** Prompt **
Could you write out the records below exactly as they appear?

|---|

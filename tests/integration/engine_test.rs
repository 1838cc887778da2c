//! End-to-end engine tests: pairing → scoring → ranking

use chrono::{Duration, Utc};
use rust_decimal::Decimal;
use rust_decimal_macros::dec;
use spread_scout::chain::{OptionContract, OptionKind};
use spread_scout::config::{EngineConfig, RankerConfig};
use spread_scout::engine::{CreditSpread, PopModel, PopParams, Ranker, SpreadBuilder};

fn contract(
    kind: OptionKind,
    strike: Decimal,
    bid: Decimal,
    ask: Decimal,
    days_out: i64,
    itm: bool,
) -> OptionContract {
    OptionContract {
        symbol: format!("SPY{}", strike),
        kind,
        strike,
        expiration: Utc::now() + Duration::days(days_out) + Duration::hours(12),
        bid,
        ask,
        last: (bid + ask) / dec!(2),
        volume: 1000,
        open_interest: 4000,
        implied_volatility: 0.22,
        in_the_money: itm,
    }
}

fn score_all(contracts: &[OptionContract], current_price: Decimal) -> Vec<CreditSpread> {
    let builder = SpreadBuilder::new(EngineConfig::default());
    let model = PopModel::new(0.30);

    builder
        .build(contracts, current_price)
        .into_iter()
        .filter_map(|c| {
            let pop = model.estimate(&PopParams {
                current_price,
                short_strike: c.short_strike,
                credit: c.credit,
                kind: c.kind,
                implied_vol: c.average_iv(),
                days_to_expiration: c.days_to_expiration,
            });
            CreditSpread::from_candidate(c, pop)
        })
        .collect()
}

#[test]
fn test_reference_bear_call_survives_ranker() {
    let contracts = vec![
        contract(OptionKind::Call, dec!(260), dec!(1.50), dec!(1.60), 7, false),
        contract(OptionKind::Call, dec!(265), dec!(0.30), dec!(0.40), 7, false),
    ];

    let scored = score_all(&contracts, dec!(255));
    assert_eq!(scored.len(), 1);

    let spread = &scored[0];
    assert_eq!(spread.short_strike, dec!(260));
    assert_eq!(spread.long_strike, dec!(265));
    assert_eq!(spread.credit_received, dec!(1.10));
    assert_eq!(spread.max_profit, dec!(1.10));
    assert_eq!(spread.max_loss, dec!(3.90));
    assert_eq!(spread.breakeven, dec!(261.10));
    // 1.10 / 3.90 ≈ 0.282
    assert!(spread.risk_reward_ratio > dec!(0.282));
    assert!(spread.risk_reward_ratio < dec!(0.283));

    let ranked = Ranker::new(RankerConfig::default()).rank(scored);
    assert_eq!(ranked.len(), 1, "0.282 ratio must pass the 0.25 threshold");
}

#[test]
fn test_invariants_hold_across_a_wide_chain() {
    let mut contracts = Vec::new();
    for i in 0..8 {
        let strike = dec!(260) + Decimal::from(i * 5);
        let bid = (dec!(3.00) - Decimal::new(i * 120, 2)).max(dec!(0.01));
        contracts.push(contract(
            OptionKind::Call,
            strike,
            bid,
            bid + dec!(0.10),
            7,
            false,
        ));
    }
    for i in 0..8 {
        let strike = dec!(250) - Decimal::from(i * 5);
        let bid = (dec!(3.00) - Decimal::new(i * 120, 2)).max(dec!(0.01));
        contracts.push(contract(
            OptionKind::Put,
            strike,
            bid,
            bid + dec!(0.10),
            7,
            false,
        ));
    }

    let scored = score_all(&contracts, dec!(255));
    assert!(!scored.is_empty());

    for s in &scored {
        let width = (s.long_strike - s.short_strike).abs();
        assert_eq!(s.max_profit, s.credit_received);
        assert_eq!(s.max_loss, width - s.credit_received);
        assert_eq!(s.risk_reward_ratio, s.max_profit / s.max_loss);
        assert!(s.probability_of_profit >= dec!(20));
        assert!(s.probability_of_profit <= dec!(85));
    }

    let ranked = Ranker::new(RankerConfig::default()).rank(scored);
    assert!(ranked.len() >= 2, "tight near-the-money pairs must survive");
    assert!(ranked.len() <= 10);
    for s in &ranked {
        assert!(s.credit_received > dec!(0.15));
        assert!(s.risk_reward_ratio > dec!(0.25));
        assert!(s.days_to_expiration >= 5 && s.days_to_expiration <= 10);
    }
    for pair in ranked.windows(2) {
        assert!(pair[0].risk_reward_ratio >= pair[1].risk_reward_ratio);
    }
}

#[test]
fn test_malformed_quotes_never_reach_ranked_output() {
    // Inverted quote on the long leg produces a negative credit.
    let contracts = vec![
        contract(OptionKind::Call, dec!(260), dec!(0.10), dec!(0.20), 7, false),
        contract(OptionKind::Call, dec!(265), dec!(1.00), dec!(2.00), 7, false),
    ];

    let scored = score_all(&contracts, dec!(255));
    let ranked = Ranker::new(RankerConfig::default()).rank(scored);
    assert!(ranked.is_empty());
}

#[test]
fn test_zero_width_chain_produces_nothing() {
    let contracts = vec![contract(
        OptionKind::Call,
        dec!(260),
        dec!(1.50),
        dec!(1.60),
        7,
        false,
    )];
    assert!(score_all(&contracts, dec!(255)).is_empty());
}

|---|

** Written solution **
filename tests/integration/engine_test.rs
repository 1838cc887778da2c
//! End-to-end engine tests: pairing → scoring → ranking

use chrono::{Duration, Utc};
use rust_decimal::Decimal;
use rust_decimal_macros::dec;
use spread_scout::chain::{OptionContract, OptionKind};
use spread_scout::config::{EngineConfig, RankerConfig};
use spread_scout::engine::{CreditSpread, PopModel, PopParams, Ranker, SpreadBuilder};

fn contract(
    kind: OptionKind,
    strike: Decimal,
    bid: Decimal,
    ask: Decimal,
    days_out: i64,
    itm: bool,
) -> OptionContract {
    OptionContract {
        symbol: format!("SPY{}", strike),
        kind,
        strike,
        expiration: Utc::now() + Duration::days(days_out) + Duration::hours(12),
        bid,
        ask,
        last: (bid + ask) / dec!(2),
        volume: 1000,
        open_interest: 4000,
        implied_volatility: 0.22,
        in_the_money: itm,
    }
}

fn score_all(contracts: &[OptionContract], current_price: Decimal) -> Vec<CreditSpread> {
    let builder = SpreadBuilder::new(EngineConfig::default());
    let model = PopModel::new(0.30);

    builder
        .build(contracts, current_price)
        .into_iter()
        .filter_map(|c| {
            let pop = model.estimate(&PopParams {
                current_price,
                short_strike: c.short_strike,
                credit: c.credit,
                kind: c.kind,
                implied_vol: c.average_iv(),
                days_to_expiration: c.days_to_expiration,
            });
            CreditSpread::from_candidate(c, pop)
        })
        .collect()
}

#[test]
fn test_reference_bear_call_survives_ranker() {
    let contracts = vec![
        contract(OptionKind::Call, dec!(260), dec!(1.50), dec!(1.60), 7, false),
        contract(OptionKind::Call, dec!(265), dec!(0.30), dec!(0.40), 7, false),
    ];

    let scored = score_all(&contracts, dec!(255));
    assert_eq!(scored.len(), 1);

    let spread = &scored[0];
    assert_eq!(spread.short_strike, dec!(260));
    assert_eq!(spread.long_strike, dec!(265));
    assert_eq!(spread.credit_received, dec!(1.10));
    assert_eq!(spread.max_profit, dec!(1.10));
    assert_eq!(spread.max_loss, dec!(3.90));
    assert_eq!(spread.breakeven, dec!(261.10));
    // 1.10 / 3.90 ≈ 0.282
    assert!(spread.risk_reward_ratio > dec!(0.282));
    assert!(spread.risk_reward_ratio < dec!(0.283));

    let ranked = Ranker::new(RankerConfig::default()).rank(scored);
    assert_eq!(ranked.len(), 1, "0.282 ratio must pass the 0.25 threshold");
}

#[test]
fn test_invariants_hold_across_a_wide_chain() {
    let mut contracts = Vec::new();
    for i in 0..8 {
        let strike = dec!(260) + Decimal::from(i * 5);
        let bid = (dec!(3.00) - Decimal::new(i * 120, 2)).max(dec!(0.01));
        contracts.push(contract(
            OptionKind::Call,
            strike,
            bid,
            bid + dec!(0.10),
            7,
            false,
        ));
    }
    for i in 0..8 {
        let strike = dec!(250) - Decimal::from(i * 5);
        let bid = (dec!(3.00) - Decimal::new(i * 120, 2)).max(dec!(0.01));
        contracts.push(contract(
            OptionKind::Put,
            strike,
            bid,
            bid + dec!(0.10),
            7,
            false,
        ));
    }

    let scored = score_all(&contracts, dec!(255));
    assert!(!scored.is_empty());

    for s in &scored {
        let width = (s.long_strike - s.short_strike).abs();
        assert_eq!(s.max_profit, s.credit_received);
        assert_eq!(s.max_loss, width - s.credit_received);
        assert_eq!(s.risk_reward_ratio, s.max_profit / s.max_loss);
        assert!(s.probability_of_profit >= dec!(20));
        assert!(s.probability_of_profit <= dec!(85));
    }

    let ranked = Ranker::new(RankerConfig::default()).rank(scored);
    assert!(ranked.len() >= 2, "tight near-the-money pairs must survive");
    assert!(ranked.len() <= 10);
    for s in &ranked {
        assert!(s.credit_received > dec!(0.15));
        assert!(s.risk_reward_ratio > dec!(0.25));
        assert!(s.days_to_expiration >= 5 && s.days_to_expiration <= 10);
    }
    for pair in ranked.windows(2) {
        assert!(pair[0].risk_reward_ratio >= pair[1].risk_reward_ratio);
    }
}

#[test]
fn test_malformed_quotes_never_reach_ranked_output() {
    // Inverted quote on the long leg produces a negative credit.
    let contracts = vec![
        contract(OptionKind::Call, dec!(260), dec!(0.10), dec!(0.20), 7, false),
        contract(OptionKind::Call, dec!(265), dec!(1.00), dec!(2.00), 7, false),
    ];

    let scored = score_all(&contracts, dec!(255));
    let ranked = Ranker::new(RankerConfig::default()).rank(scored);
    assert!(ranked.is_empty());
}

#[test]
fn test_zero_width_chain_produces_nothing() {
    let contracts = vec![contract(
        OptionKind::Call,
        dec!(260),
        dec!(1.50),
        dec!(1.60),
        7,
        false,
    )];
    assert!(score_all(&contracts, dec!(255)).is_empty());
}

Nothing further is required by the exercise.